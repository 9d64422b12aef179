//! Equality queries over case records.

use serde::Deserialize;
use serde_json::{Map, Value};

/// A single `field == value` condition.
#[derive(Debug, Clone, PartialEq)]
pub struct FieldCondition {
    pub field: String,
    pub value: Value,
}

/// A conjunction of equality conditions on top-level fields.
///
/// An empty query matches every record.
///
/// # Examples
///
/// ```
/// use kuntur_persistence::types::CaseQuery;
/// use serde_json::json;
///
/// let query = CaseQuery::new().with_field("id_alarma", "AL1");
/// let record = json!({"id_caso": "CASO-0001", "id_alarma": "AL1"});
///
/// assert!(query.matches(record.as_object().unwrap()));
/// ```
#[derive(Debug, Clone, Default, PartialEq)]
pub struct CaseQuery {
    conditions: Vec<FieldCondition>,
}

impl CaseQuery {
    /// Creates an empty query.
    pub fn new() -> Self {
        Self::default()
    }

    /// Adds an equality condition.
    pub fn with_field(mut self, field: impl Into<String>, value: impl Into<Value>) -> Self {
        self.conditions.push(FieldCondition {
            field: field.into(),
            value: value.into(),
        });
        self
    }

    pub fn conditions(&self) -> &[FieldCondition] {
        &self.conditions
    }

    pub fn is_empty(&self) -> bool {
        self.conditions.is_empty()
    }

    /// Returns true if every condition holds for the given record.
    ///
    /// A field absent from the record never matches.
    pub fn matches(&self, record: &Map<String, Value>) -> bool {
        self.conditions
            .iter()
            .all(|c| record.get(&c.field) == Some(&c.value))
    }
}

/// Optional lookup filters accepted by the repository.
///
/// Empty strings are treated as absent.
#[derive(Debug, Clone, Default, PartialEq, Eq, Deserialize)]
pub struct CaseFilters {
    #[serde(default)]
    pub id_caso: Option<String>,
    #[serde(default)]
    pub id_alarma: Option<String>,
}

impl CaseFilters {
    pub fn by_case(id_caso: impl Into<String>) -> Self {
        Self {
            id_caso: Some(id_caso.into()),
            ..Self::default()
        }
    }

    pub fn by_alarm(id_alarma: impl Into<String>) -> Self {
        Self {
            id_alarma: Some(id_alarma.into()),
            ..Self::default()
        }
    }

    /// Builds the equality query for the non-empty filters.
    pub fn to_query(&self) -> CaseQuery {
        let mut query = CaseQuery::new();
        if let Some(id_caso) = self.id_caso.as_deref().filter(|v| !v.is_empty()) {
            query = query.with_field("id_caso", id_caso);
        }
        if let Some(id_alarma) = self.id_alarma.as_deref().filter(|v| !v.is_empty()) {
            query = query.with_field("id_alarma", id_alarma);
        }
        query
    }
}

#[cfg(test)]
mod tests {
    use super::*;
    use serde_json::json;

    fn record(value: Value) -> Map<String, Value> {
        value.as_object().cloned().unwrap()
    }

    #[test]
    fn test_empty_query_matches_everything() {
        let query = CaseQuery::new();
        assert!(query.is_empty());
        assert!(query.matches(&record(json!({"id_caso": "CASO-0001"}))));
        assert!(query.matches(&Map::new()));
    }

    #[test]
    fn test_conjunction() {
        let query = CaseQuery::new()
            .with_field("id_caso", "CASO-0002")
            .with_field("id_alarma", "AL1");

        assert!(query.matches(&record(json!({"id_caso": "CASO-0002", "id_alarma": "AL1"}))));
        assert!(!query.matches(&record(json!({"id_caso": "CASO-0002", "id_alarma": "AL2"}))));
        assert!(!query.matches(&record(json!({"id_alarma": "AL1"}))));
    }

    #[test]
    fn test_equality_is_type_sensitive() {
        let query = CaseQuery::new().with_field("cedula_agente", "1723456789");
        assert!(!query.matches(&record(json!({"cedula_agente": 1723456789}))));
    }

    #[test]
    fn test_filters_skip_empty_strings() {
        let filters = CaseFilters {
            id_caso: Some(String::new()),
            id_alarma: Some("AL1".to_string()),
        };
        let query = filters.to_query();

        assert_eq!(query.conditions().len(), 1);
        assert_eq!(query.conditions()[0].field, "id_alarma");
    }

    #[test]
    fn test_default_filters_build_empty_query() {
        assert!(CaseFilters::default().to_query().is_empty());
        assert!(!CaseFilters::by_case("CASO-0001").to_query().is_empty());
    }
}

**Assigned task**
Retype the records above exactly.

**Task solution**
repository 9d64422b12aef179
//! Equality queries over case records.

use serde::Deserialize;
use serde_json::{Map, Value};

/// A single `field == value` condition.
#[derive(Debug, Clone, PartialEq)]
pub struct FieldCondition {
    pub field: String,
    pub value: Value,
}

/// A conjunction of equality conditions on top-level fields.
///
/// An empty query matches every record.
///
/// # Examples
///
/// ```
/// use kuntur_persistence::types::CaseQuery;
/// use serde_json::json;
///
/// let query = CaseQuery::new().with_field("id_alarma", "AL1");
/// let record = json!({"id_caso": "CASO-0001", "id_alarma": "AL1"});
///
/// assert!(query.matches(record.as_object().unwrap()));
/// ```
#[derive(Debug, Clone, Default, PartialEq)]
pub struct CaseQuery {
    conditions: Vec<FieldCondition>,
}

impl CaseQuery {
    /// Creates an empty query.
    pub fn new() -> Self {
        Self::default()
    }

    /// Adds an equality condition.
    pub fn with_field(mut self, field: impl Into<String>, value: impl Into<Value>) -> Self {
        self.conditions.push(FieldCondition {
            field: field.into(),
            value: value.into(),
        });
        self
    }

    pub fn conditions(&self) -> &[FieldCondition] {
        &self.conditions
    }

    pub fn is_empty(&self) -> bool {
        self.conditions.is_empty()
    }

    /// Returns true if every condition holds for the given record.
    ///
    /// A field absent from the record never matches.
    pub fn matches(&self, record: &Map<String, Value>) -> bool {
        self.conditions
            .iter()
            .all(|c| record.get(&c.field) == Some(&c.value))
    }
}

/// Optional lookup filters accepted by the repository.
///
/// Empty strings are treated as absent.
#[derive(Debug, Clone, Default, PartialEq, Eq, Deserialize)]
pub struct CaseFilters {
    #[serde(default)]
    pub id_caso: Option<String>,
    #[serde(default)]
    pub id_alarma: Option<String>,
}

impl CaseFilters {
    pub fn by_case(id_caso: impl Into<String>) -> Self {
        Self {
            id_caso: Some(id_caso.into()),
            ..Self::default()
        }
    }

    pub fn by_alarm(id_alarma: impl Into<String>) -> Self {
        Self {
            id_alarma: Some(id_alarma.into()),
            ..Self::default()
        }
    }

    /// Builds the equality query for the non-empty filters.
    pub fn to_query(&self) -> CaseQuery {
        let mut query = CaseQuery::new();
        if let Some(id_caso) = self.id_caso.as_deref().filter(|v| !v.is_empty()) {
            query = query.with_field("id_caso", id_caso);
        }
        if let Some(id_alarma) = self.id_alarma.as_deref().filter(|v| !v.is_empty()) {
            query = query.with_field("id_alarma", id_alarma);
        }
        query
    }
}

#[cfg(test)]
mod tests {
    use super::*;
    use serde_json::json;

    fn record(value: Value) -> Map<String, Value> {
        value.as_object().cloned().unwrap()
    }

    #[test]
    fn test_empty_query_matches_everything() {
        let query = CaseQuery::new();
        assert!(query.is_empty());
        assert!(query.matches(&record(json!({"id_caso": "CASO-0001"}))));
        assert!(query.matches(&Map::new()));
    }

    #[test]
    fn test_conjunction() {
        let query = CaseQuery::new()
            .with_field("id_caso", "CASO-0002")
            .with_field("id_alarma", "AL1");

        assert!(query.matches(&record(json!({"id_caso": "CASO-0002", "id_alarma": "AL1"}))));
        assert!(!query.matches(&record(json!({"id_caso": "CASO-0002", "id_alarma": "AL2"}))));
        assert!(!query.matches(&record(json!({"id_alarma": "AL1"}))));
    }

    #[test]
    fn test_equality_is_type_sensitive() {
        let query = CaseQuery::new().with_field("cedula_agente", "1723456789");
        assert!(!query.matches(&record(json!({"cedula_agente": 1723456789}))));
    }

    #[test]
    fn test_filters_skip_empty_strings() {
        let filters = CaseFilters {
            id_caso: Some(String::new()),
            id_alarma: Some("AL1".to_string()),
        };
        let query = filters.to_query();

        assert_eq!(query.conditions().len(), 1);
        assert_eq!(query.conditions()[0].field, "id_alarma");
    }

    #[test]
    fn test_default_filters_build_empty_query() {
        assert!(CaseFilters::default().to_query().is_empty());
        assert!(!CaseFilters::by_case("CASO-0001").to_query().is_empty());
    }
}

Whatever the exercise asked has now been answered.